Once renal impairment has occurred, treatment options are limited and management is supportive. Although haemodialysis and peritoneal dialysis have been successful in some cases (Volmer, 2002; Berg et al, 2007; Hall, 2013), these procedures are rarely available and are too costly in most cases. Other drugs commonly used in the management of renal failure, such as furosemide or mannitol, are not very effective in cats with lilyinduced acute kidney injury (Tefft, 2004; Hall, 2013).
Interference with normal physiological mechanisms
Non-steroidal anti-inflammatory drugs (NSAIDs)

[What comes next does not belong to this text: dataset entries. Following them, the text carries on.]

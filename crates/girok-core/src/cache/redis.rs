//! Redis-backed cache store

use async_trait::async_trait;
use redis::{aio::ConnectionManager, AsyncCommands, Client as RedisClient};
use std::time::Duration;
use tracing::{debug, info};

use crate::cache::CacheStore;
use crate::errors::{CoreError, CoreResult};

/// Cache store over a shared Redis connection manager
#[derive(Clone)]
pub struct RedisCache {
    connection_manager: ConnectionManager,
}

impl RedisCache {
    /// Connect to Redis and build the store
    pub async fn new(redis_url: &str) -> CoreResult<Self> {
        let client = RedisClient::open(redis_url)
            .map_err(|e| CoreError::cache(format!("Failed to create Redis client: {e}")))?;

        let connection_manager = ConnectionManager::new(client)
            .await
            .map_err(|e| CoreError::cache(format!("Failed to create connection manager: {e}")))?;

        info!("Redis cache connection established");
        Ok(Self { connection_manager })
    }
}

#[async_trait]
impl CacheStore for RedisCache {
    async fn get(&self, key: &str) -> CoreResult<Option<String>> {
        let mut conn = self.connection_manager.clone();
        conn.get(key)
            .await
            .map_err(|e| CoreError::cache(format!("GET {key} failed: {e}")))
    }

    async fn set(&self, key: &str, value: &str, ttl: Duration) -> CoreResult<()> {
        let mut conn = self.connection_manager.clone();
        conn.set_ex(key, value, ttl.as_secs())
            .await
            .map_err(|e| CoreError::cache(format!("SET {key} failed: {e}")))
    }

    async fn delete(&self, key: &str) -> CoreResult<bool> {
        let mut conn = self.connection_manager.clone();
        let removed: u64 = conn
            .del(key)
            .await
            .map_err(|e| CoreError::cache(format!("DEL {key} failed: {e}")))?;
        Ok(removed > 0)
    }

    async fn set_nx(&self, key: &str, value: &str, ttl: Duration) -> CoreResult<bool> {
        let mut conn = self.connection_manager.clone();
        // SET key value NX PX <ms> — atomic acquire with expiry
        let reply: Option<String> = redis::cmd("SET")
            .arg(key)
            .arg(value)
            .arg("NX")
            .arg("PX")
            .arg(ttl.as_millis() as u64)
            .query_async(&mut conn)
            .await
            .map_err(|e| CoreError::cache(format!("SET NX {key} failed: {e}")))?;
        Ok(reply.is_some())
    }

    async fn invalidate_pattern(&self, pattern: &str) -> CoreResult<u64> {
        let mut conn = self.connection_manager.clone();
        let mut cursor: u64 = 0;
        let mut removed: u64 = 0;

        loop {
            let (next, keys): (u64, Vec<String>) = redis::cmd("SCAN")
                .arg(cursor)
                .arg("MATCH")
                .arg(pattern)
                .arg("COUNT")
                .arg(100)
                .query_async(&mut conn)
                .await
                .map_err(|e| CoreError::cache(format!("SCAN {pattern} failed: {e}")))?;

            if !keys.is_empty() {
                let batch: u64 = conn
                    .del(&keys)
                    .await
                    .map_err(|e| CoreError::cache(format!("DEL batch failed: {e}")))?;
                removed += batch;
            }

            cursor = next;
            if cursor == 0 {
                break;
            }
        }

        debug!(pattern, removed, "pattern invalidation complete");
        Ok(removed)
    }
}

Human NSAIDs, particularly ibuprofen, are readily available and a common cause of enquiries to veterinary poisons centres. Dogs are particularly sensitive to the propionic acid group of NSAIDs (e.g. ibuprofen (Figure 3) and flurbiprofen), and they are prone to develop severe gastric ulceration and intestinal irritation (Adams et al, 1969; Bates and Faber, 2020).
Mechanism of toxicity
NSAIDs competitively inhibit the synthesis of various prostaglandins through reversibly blocking the action of cyclooxygenase (COX) enzymes. There are several isoforms of this enzyme (COX-1 and COX-2), but some NSAIDs such as ibuprofen, flurbiprofen and naproxen are non-specific inhibitors. COX-1 is involved in important physiological functions and is mainly found in the stomach, kidneys, endothelium and platelets.
COX-2 is inducible and responsible for the production of inflammatory mediators. Inhibition and subsequent reduction in concentrations of prostaglandins account for the major effects seen in NSAID toxicosis.
In the kidneys, prostaglandins maintain arteriolar dilatation regulating renal blood flow and the glomerular filtration rate (Lomas and Grauer, 2015). They also have a role in control of renin release and maintenance of water balance. NSAID inhibition of prostaglandin synthesis will result in reduction of renal blood flow and disrupt normal renal function and homeostatic mechanisms. Constriction of renal arterioles may result in renal papillary necrosis. These effects may be more evident in animals that are dehydrated or volume depleted.
In the gastrointestinal tract, prostaglandins have a cytoprotective function as they control production of gastric acid, stimulate secretion of mucous and bicarbonate by the gastric epithelium and maintain mucosal blood flow by causing vasodilatation (Papich, 2008). Deficiency results in increased gastric acid secretion, and reduction in mucous production and mucosal blood flow. These effects and the acidic nature of these drugs increase gastrointestinal irritation (KuKanich et al, 2012) and the risk of ulcer formation.
Clinical signs
NSAIDs cause gastrointestinal, neurological, renal and hepatic signs in overdose. Initial signs of NSAID overdose are vomiting, haematemesis, diarrhoea, abdominal tenderness and anorexia.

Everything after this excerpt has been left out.